§ EXERCISE REQUIREMENTS
Your task is to filter the data below down to the lines holding "usize".

───── SOURCE MATERIAL ─────

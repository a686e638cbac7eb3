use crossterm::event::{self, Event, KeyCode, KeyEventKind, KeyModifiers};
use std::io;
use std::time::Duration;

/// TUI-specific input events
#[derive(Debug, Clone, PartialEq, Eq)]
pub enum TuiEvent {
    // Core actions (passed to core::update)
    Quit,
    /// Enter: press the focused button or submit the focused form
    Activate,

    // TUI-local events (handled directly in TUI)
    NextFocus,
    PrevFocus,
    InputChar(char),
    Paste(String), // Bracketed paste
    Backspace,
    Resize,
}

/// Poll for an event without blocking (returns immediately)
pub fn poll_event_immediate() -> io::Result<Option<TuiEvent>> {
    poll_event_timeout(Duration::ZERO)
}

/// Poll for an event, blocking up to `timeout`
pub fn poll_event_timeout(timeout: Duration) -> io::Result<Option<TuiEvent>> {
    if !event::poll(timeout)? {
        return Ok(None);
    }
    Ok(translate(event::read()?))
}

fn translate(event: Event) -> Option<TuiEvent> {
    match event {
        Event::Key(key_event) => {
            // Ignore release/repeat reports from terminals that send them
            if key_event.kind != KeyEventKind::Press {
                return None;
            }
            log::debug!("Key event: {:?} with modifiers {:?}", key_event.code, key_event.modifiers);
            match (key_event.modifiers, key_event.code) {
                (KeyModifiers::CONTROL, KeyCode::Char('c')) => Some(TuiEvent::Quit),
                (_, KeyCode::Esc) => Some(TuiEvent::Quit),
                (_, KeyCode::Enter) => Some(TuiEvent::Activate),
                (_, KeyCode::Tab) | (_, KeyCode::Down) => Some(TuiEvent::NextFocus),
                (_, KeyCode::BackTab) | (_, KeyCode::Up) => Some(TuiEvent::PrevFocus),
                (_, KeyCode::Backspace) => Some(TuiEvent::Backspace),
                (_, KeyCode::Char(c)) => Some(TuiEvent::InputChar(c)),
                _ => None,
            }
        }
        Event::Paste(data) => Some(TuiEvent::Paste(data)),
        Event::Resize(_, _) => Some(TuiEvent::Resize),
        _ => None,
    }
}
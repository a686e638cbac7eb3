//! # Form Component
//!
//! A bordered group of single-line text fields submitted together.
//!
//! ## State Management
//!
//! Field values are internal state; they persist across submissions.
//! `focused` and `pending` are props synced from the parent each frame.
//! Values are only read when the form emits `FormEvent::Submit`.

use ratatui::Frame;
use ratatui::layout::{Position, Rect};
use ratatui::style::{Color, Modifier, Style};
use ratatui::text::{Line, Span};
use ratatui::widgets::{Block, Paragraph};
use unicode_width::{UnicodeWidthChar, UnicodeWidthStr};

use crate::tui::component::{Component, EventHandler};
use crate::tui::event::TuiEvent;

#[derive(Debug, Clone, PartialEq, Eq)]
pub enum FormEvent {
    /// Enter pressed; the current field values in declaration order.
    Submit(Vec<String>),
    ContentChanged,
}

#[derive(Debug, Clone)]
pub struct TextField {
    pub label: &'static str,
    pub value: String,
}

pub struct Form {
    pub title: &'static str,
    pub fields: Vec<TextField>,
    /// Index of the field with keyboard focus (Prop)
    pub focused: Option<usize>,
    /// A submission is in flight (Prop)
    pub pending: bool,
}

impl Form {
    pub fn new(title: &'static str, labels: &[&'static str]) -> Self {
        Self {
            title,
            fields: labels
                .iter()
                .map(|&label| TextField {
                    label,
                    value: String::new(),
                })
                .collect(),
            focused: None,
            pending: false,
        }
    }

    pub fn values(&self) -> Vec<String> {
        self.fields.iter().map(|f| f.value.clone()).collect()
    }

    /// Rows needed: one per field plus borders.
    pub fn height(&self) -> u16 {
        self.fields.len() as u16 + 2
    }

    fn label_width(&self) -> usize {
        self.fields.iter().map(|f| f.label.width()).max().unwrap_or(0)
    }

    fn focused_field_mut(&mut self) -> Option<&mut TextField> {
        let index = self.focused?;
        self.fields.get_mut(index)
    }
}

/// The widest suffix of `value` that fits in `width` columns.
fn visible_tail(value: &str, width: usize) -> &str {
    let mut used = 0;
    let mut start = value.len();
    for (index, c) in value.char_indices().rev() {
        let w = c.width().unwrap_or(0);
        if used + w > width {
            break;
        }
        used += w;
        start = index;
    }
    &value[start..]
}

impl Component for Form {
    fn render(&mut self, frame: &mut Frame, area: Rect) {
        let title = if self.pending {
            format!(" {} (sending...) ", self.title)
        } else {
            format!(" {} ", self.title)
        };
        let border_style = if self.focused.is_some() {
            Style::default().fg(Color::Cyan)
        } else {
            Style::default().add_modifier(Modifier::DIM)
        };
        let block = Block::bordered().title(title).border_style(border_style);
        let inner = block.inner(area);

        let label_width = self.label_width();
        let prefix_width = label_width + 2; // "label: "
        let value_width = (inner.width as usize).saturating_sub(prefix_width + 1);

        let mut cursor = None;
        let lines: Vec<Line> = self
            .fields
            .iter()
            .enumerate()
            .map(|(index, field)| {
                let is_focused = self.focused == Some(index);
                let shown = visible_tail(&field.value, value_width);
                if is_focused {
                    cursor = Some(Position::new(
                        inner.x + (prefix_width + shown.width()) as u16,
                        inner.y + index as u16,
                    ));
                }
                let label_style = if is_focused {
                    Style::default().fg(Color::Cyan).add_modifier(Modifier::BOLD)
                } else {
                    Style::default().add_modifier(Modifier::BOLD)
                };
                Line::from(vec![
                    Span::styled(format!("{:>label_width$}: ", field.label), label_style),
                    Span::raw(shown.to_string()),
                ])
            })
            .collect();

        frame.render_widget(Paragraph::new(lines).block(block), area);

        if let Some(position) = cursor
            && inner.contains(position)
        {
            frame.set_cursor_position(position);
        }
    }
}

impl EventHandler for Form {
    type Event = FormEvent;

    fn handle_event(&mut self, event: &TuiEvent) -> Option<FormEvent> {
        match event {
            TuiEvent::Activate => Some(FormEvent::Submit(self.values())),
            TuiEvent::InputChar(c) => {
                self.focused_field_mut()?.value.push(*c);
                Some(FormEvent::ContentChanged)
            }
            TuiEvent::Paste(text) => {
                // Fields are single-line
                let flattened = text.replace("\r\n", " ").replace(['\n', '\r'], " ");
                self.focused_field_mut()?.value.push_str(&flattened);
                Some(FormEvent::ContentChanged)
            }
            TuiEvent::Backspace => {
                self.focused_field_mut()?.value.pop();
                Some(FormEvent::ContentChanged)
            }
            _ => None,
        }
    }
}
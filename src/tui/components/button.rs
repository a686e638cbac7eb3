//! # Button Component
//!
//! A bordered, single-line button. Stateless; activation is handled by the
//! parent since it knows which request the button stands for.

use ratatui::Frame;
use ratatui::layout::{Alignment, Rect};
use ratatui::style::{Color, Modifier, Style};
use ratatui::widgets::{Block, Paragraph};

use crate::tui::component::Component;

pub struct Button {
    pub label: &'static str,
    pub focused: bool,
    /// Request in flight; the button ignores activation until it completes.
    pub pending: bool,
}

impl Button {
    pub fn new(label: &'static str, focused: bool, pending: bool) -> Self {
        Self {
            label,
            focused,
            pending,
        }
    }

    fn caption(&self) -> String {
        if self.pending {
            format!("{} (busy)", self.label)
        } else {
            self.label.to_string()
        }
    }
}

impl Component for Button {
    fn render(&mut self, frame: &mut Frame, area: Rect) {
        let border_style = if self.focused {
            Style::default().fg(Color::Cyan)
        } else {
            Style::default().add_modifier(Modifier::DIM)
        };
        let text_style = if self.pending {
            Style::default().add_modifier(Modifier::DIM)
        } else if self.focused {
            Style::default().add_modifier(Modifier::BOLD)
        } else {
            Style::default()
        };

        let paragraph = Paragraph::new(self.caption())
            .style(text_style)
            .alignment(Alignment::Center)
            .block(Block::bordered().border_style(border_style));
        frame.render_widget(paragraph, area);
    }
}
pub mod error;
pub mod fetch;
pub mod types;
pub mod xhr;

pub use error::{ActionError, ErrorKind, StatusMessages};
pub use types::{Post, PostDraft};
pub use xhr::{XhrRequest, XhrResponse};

─────
───── SOURCE MATERIAL ─────

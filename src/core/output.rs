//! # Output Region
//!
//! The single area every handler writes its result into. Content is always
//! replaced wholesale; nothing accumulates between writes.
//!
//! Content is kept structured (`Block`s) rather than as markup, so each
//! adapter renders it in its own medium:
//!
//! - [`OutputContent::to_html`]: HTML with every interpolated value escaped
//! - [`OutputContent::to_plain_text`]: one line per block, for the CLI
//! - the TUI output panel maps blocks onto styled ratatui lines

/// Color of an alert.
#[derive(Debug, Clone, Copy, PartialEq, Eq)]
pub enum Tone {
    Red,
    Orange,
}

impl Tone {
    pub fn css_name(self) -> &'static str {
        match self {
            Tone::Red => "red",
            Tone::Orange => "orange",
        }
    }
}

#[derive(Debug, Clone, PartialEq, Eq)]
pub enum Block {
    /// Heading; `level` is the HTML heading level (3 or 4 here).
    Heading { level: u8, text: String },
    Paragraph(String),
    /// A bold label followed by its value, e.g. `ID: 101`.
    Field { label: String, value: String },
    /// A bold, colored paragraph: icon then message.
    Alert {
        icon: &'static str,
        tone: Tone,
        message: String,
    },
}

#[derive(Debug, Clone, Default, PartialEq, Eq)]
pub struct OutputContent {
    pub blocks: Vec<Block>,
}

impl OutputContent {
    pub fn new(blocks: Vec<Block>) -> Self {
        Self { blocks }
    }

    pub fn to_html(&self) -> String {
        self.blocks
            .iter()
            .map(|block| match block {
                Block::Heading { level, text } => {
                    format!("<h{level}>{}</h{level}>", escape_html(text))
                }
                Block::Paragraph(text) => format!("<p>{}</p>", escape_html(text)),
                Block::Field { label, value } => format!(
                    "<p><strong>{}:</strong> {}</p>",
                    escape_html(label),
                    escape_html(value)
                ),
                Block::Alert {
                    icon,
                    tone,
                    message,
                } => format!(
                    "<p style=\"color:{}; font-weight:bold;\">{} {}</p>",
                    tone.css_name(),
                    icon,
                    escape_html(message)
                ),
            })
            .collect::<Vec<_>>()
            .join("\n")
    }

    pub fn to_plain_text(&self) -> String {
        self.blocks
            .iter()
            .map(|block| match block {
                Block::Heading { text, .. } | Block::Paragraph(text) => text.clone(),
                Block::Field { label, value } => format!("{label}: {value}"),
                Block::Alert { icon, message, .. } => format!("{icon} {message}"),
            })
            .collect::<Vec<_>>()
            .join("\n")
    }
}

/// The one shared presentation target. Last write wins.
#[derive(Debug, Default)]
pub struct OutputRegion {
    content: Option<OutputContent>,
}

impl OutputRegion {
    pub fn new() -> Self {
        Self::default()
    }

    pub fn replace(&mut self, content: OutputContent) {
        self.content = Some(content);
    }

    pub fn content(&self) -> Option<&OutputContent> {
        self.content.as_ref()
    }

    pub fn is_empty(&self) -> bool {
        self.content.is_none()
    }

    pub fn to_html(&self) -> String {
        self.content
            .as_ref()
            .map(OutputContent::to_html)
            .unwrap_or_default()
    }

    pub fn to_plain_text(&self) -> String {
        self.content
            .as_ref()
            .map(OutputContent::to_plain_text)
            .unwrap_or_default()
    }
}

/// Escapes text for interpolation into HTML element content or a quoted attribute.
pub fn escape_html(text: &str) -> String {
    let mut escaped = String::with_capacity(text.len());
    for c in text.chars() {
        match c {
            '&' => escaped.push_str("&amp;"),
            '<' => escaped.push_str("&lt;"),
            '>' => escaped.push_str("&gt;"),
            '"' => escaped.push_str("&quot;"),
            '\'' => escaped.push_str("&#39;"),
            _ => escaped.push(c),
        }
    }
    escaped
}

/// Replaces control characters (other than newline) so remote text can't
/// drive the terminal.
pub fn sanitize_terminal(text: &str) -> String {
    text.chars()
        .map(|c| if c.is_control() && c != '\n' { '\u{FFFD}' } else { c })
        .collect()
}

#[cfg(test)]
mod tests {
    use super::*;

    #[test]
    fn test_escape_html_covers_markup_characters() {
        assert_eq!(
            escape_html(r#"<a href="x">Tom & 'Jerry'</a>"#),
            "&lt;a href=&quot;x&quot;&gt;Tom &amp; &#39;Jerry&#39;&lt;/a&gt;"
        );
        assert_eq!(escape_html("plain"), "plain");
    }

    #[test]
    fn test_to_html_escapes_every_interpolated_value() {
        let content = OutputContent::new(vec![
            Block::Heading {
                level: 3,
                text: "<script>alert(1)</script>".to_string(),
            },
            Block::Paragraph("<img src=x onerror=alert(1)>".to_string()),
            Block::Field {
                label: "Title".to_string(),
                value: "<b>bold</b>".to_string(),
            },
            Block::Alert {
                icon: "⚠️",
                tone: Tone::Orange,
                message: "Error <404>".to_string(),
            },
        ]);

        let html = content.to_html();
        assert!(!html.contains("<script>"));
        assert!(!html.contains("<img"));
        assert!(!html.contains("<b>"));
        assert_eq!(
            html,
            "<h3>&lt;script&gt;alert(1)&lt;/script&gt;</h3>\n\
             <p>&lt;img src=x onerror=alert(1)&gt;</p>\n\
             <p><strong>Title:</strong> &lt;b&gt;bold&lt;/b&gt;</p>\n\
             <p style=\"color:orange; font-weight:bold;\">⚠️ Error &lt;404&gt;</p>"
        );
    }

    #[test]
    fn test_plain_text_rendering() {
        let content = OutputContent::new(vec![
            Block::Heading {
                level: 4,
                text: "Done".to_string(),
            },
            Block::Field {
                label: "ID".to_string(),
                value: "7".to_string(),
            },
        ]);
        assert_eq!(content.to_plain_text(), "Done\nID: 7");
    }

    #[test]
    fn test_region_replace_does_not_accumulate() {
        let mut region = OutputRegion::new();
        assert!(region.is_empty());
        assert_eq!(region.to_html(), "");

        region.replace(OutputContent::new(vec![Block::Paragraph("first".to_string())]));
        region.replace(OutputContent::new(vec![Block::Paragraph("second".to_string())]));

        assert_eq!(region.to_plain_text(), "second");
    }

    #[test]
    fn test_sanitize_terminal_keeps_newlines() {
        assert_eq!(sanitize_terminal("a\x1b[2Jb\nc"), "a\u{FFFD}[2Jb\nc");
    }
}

─────

§ TASK RESPONSE
    pub focused: Option<usize>,
    fn label_width(&self) -> usize {
fn visible_tail(value: &str, width: usize) -> &str {
        let value_width = (inner.width as usize).saturating_sub(prefix_width + 1);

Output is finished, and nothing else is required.